In the Andalucian city of Utrera, archaeologists have uncovered the remains of a 14th-century synagogue.
The discovery, made public on Tuesday, elevates the 14th-century structure to a rare group of medieval synagogues that have survived the years following Spain’s Jews were exiled in 1492.
Only 4 surviving synagogues in Spain after 1492 were known (two in Toledo, one in Segovia, and one in Cordoba).
For seven centuries the synagogue had been used later converted into a church, a hospital, and everything from a house for abandoned children to a restaurant and disco pub.
Over 400 years ago, there were references to the lost temple. “In that place, there were only foreign and Jewish people… who had their synagogue where the Hospital de la Misericordia now stands,” wrote local priest, historian, and poet Rodrigo Caro of Utrera in his 1604 history of the city.
The Utrera City Council decided to buy the building in 2016. However, the purchase price caused controversy.
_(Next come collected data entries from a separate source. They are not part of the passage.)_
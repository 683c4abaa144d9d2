//! Tipos de erro para o cliente da API Anthropic.
//!
//! [`AnthropicError`] cobre rate limiting, erros da API, erros de rede e
//! respostas sem texto. Os passos de workflow nunca veem este tipo
//! diretamente: ele é convertido em `CollaboratorError::Model`.

use thiserror::Error;

/// Erros que podem ocorrer ao interagir com a API da Anthropic.
///
/// Todas as variantes são tratadas como transitórias pelo dispatcher.
#[derive(Debug, Error)]
pub enum AnthropicError {
    /// O servidor retornou HTTP 429 (rate limit).
    /// O campo `retry_after_ms` indica quantos milissegundos esperar antes de retentar.
    #[error("rate limited, retry after {retry_after_ms}ms")]
    RateLimited { retry_after_ms: u64 },

    /// Erro retornado pela API (ex.: 401 chave inválida, 500 erro interno).
    /// Contém o código de status HTTP e a mensagem de erro do corpo da resposta.
    #[error("API error (status {status}): {message}")]
    ApiError { status: u16, message: String },

    /// Falha de rede subjacente (DNS, conexão recusada, timeout).
    /// Encapsula o erro original do `reqwest` via `#[from]`.
    #[error("network error: {0}")]
    NetworkError(#[from] reqwest::Error),

    /// A resposta não trouxe nenhum bloco de texto.
    #[error("model returned no text (stop reason: {stop_reason})")]
    EmptyResponse { stop_reason: String },
}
Critics questioned whether the purchase price was worth it, considering there was no hard evidence that the synagogue had ever been at that site.
Photo: Utrera city hall.
There were no maps or official records describing the synagogue of medieval Utrera because Jewish communities in pre-expulsion Spain had a great deal of autonomy, including their own law courts and taxation systems. Furthermore, even if the hospital was built over the synagogue, nothing of the original might have survived. Expulsions of Jews were frequently accompanied by violent pogroms, and unrestrained development in the twentieth century destroyed much of Utrera’s medieval city.
Regardless of objections, the city went ahead with the acquisition and ordered an archaeological investigation of the structure in November 2021. They were able to confirm Caro’s story by identifying the synagogue’s prayer hall, the perimeter bench, and the Hechal, the Sephardic term for the ark of the Torah, the small chamber or niche where the scripture scrolls were kept.
Archaeologist Miguel Ángel de Dios told journalists that “the first thing to confirm is the presence of the prayer room” following years of analysis of the building’s walls and floor.
“The fundamental elements of the synagogue, such as the entrance hall,” he said, “or the perimeter benches that have emerged in this survey, now confirm that we are indeed in the prayer hall.”
Archaeologist Miguel Ángel de Dios and the team now hope to identify the pulpit and a bath used for rituals.